DATA SECTION —
--- START ---
use super::*;
use std::sync::atomic::{AtomicUsize, Ordering};

use tokio::net::UdpSocket;

use crate::color::Color;
use crate::device::test_helpers::MockDevice;
use crate::device::transport::HttpTransport;
use crate::device::types::DeviceInfo;
use crate::tween::easing;

/// Solid-color source that counts how often it is asked for a frame.
struct FixedSource {
    color: Color,
    calls: Arc<AtomicUsize>,
}

impl FrameSource for FixedSource {
    fn frame(&mut self, number_of_leds: usize, _elapsed: Duration) -> Frame {
        self.calls.fetch_add(1, Ordering::SeqCst);
        vec![self.color; number_of_leds]
    }
}

struct Harness {
    device: Arc<MockDevice>,
    client: Arc<DeviceClient>,
    receiver: UdpSocket,
    calls: Arc<AtomicUsize>,
    opacity: Tweener,
    driver: FrameDriver<FixedSource>,
}

async fn harness(bytes_per_led: usize, opacity: f64) -> Harness {
    let receiver = UdpSocket::bind("127.0.0.1:0").await.unwrap();
    let device = Arc::new(MockDevice::new(DeviceInfo { number_of_leds: 4, bytes_per_led, frame_rate: 25.0 }));
    let transport: Arc<dyn HttpTransport> = device.clone();
    let client = Arc::new(DeviceClient::new(transport, receiver.local_addr().unwrap()));

    let mut tweens = TweenManager::new();
    let opacity = tweens.new_tweener(|_| {}, opacity);
    let calls = Arc::new(AtomicUsize::new(0));
    let source = FixedSource { color: Color::rgb(200.0, 100.0, 50.0), calls: Arc::clone(&calls) };
    let driver = FrameDriver::new(Arc::clone(&client), tweens, opacity.clone(), source);
    Harness { device, client, receiver, calls, opacity, driver }
}

/// Pixel bytes of the next datagram (token is `token-1`).
async fn recv_pixels(receiver: &UdpSocket) -> Vec<u8> {
    let mut buf = [0u8; 256];
    let (len, _) = tokio::time::timeout(Duration::from_secs(2), receiver.recv_from(&mut buf))
        .await
        .expect("frame should arrive")
        .unwrap();
    let header = 1 + b"token-1".len() + 3;
    buf[header..len].to_vec()
}

#[tokio::test]
async fn tick_before_init_sends_nothing() {
    let mut h = harness(3, 1.0).await;
    assert!(!h.driver.tick().await.unwrap());
    assert_eq!(h.calls.load(Ordering::SeqCst), 0);
}

#[tokio::test]
async fn full_opacity_sends_source_frame() {
    let mut h = harness(3, 1.0).await;
    h.client.init().await.unwrap();

    assert!(h.driver.tick().await.unwrap());
    assert_eq!(h.calls.load(Ordering::SeqCst), 1);
    assert_eq!(recv_pixels(&h.receiver).await, [200, 100, 50].repeat(4));
}

#[tokio::test]
async fn zero_opacity_sends_black_without_rendering() {
    let mut h = harness(3, 0.0).await;
    h.client.init().await.unwrap();

    assert!(h.driver.tick().await.unwrap());
    assert_eq!(h.calls.load(Ordering::SeqCst), 0);
    assert_eq!(recv_pixels(&h.receiver).await, vec![0; 12]);
}

#[tokio::test]
async fn partial_opacity_fades_toward_black() {
    let mut h = harness(3, 0.0).await;
    h.client.init().await.unwrap();

    let start = Instant::now();
    h.opacity
        .tween_at(1.0, Duration::from_millis(1000), easing::linear, start.into_std());
    assert!(h.driver.tick_at(start + Duration::from_millis(500)).await.unwrap());

    assert_eq!(recv_pixels(&h.receiver).await, [100, 50, 25].repeat(4));
}

#[tokio::test]
async fn unsupported_profile_fails_tick_and_run() {
    let mut h = harness(5, 1.0).await;
    h.client.init().await.unwrap();

    assert_eq!(h.driver.tick().await, Err(FrameError::UnsupportedChannelCount(5)));

    let result = tokio::time::timeout(Duration::from_secs(2), h.driver.run())
        .await
        .expect("driver should stop on a frame error");
    assert_eq!(result, Err(FrameError::UnsupportedChannelCount(5)));
}

#[tokio::test]
async fn run_streams_frames_after_init() {
    let h = harness(3, 1.0).await;
    h.client.init().await.unwrap();

    let driver = tokio::spawn(h.driver.run());
    assert_eq!(recv_pixels(&h.receiver).await, [200, 100, 50].repeat(4));
    assert_eq!(recv_pixels(&h.receiver).await, [200, 100, 50].repeat(4));
    driver.abort();
    assert!(h.calls.load(Ordering::SeqCst) >= 2);
}

#[tokio::test]
async fn brightness_callback_drops_repeated_levels() {
    let h = harness(3, 1.0).await;
    let mut callback = brightness_callback(Arc::clone(&h.client));

    callback(30.2);
    callback(29.8);
    tokio::time::sleep(Duration::from_millis(100)).await;
    assert_eq!(h.device.brightness_calls(), vec![30]);

    callback(55.0);
    tokio::time::sleep(Duration::from_millis(100)).await;
    assert_eq!(h.device.brightness_calls(), vec![30, 55]);
}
--- END ---
EXERCISE BRIEF — Show each line in the listing above that has "AtomicUsize".

EXERCISE SOLUTION —
use std::sync::atomic::{AtomicUsize, Ordering};
    calls: Arc<AtomicUsize>,
    calls: Arc<AtomicUsize>,
    let calls = Arc::new(AtomicUsize::new(0));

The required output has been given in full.